Data section:
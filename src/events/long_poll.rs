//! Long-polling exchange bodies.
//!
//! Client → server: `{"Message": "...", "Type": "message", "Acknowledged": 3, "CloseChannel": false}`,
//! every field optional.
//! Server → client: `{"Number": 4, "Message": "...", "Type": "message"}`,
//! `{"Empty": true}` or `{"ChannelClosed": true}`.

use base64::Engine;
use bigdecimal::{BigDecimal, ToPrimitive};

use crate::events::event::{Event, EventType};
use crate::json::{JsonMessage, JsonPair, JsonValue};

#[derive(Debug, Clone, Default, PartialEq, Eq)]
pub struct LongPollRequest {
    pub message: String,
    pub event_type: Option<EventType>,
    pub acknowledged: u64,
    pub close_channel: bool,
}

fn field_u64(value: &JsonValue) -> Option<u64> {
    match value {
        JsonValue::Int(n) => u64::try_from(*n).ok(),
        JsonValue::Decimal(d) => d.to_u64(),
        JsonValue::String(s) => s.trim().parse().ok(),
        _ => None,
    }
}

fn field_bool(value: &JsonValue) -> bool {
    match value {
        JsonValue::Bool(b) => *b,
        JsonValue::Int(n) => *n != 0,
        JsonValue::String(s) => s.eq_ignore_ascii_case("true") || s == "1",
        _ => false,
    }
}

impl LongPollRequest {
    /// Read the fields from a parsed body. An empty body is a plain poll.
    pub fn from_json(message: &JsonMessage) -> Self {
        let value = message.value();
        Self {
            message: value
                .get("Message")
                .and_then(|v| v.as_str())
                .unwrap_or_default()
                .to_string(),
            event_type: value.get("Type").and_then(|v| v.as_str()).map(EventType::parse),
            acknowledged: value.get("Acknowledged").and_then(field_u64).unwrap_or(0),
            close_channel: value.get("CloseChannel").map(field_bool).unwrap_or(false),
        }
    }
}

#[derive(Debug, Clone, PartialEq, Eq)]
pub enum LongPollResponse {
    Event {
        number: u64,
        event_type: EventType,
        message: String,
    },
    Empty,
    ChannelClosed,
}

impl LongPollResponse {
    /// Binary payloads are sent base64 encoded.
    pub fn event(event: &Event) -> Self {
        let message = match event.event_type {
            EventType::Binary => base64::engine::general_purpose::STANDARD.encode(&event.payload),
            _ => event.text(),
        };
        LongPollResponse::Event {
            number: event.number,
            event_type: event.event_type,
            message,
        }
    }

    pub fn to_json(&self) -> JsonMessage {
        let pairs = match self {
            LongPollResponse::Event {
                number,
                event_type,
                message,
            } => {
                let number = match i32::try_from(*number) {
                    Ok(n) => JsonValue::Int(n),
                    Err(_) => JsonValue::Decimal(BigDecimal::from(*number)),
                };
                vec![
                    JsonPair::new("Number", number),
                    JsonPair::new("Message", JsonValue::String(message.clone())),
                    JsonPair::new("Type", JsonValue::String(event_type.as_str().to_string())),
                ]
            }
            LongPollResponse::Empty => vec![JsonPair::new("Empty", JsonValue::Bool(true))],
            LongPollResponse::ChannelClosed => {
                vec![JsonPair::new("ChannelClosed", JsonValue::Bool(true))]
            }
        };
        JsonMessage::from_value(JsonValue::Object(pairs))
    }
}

Exercise: Find all the lines with "match" in the data and copy them.

Result of this task:
    match value {
    match value {
        let message = match event.event_type {
        let pairs = match self {
                let number = match i32::try_from(*number) {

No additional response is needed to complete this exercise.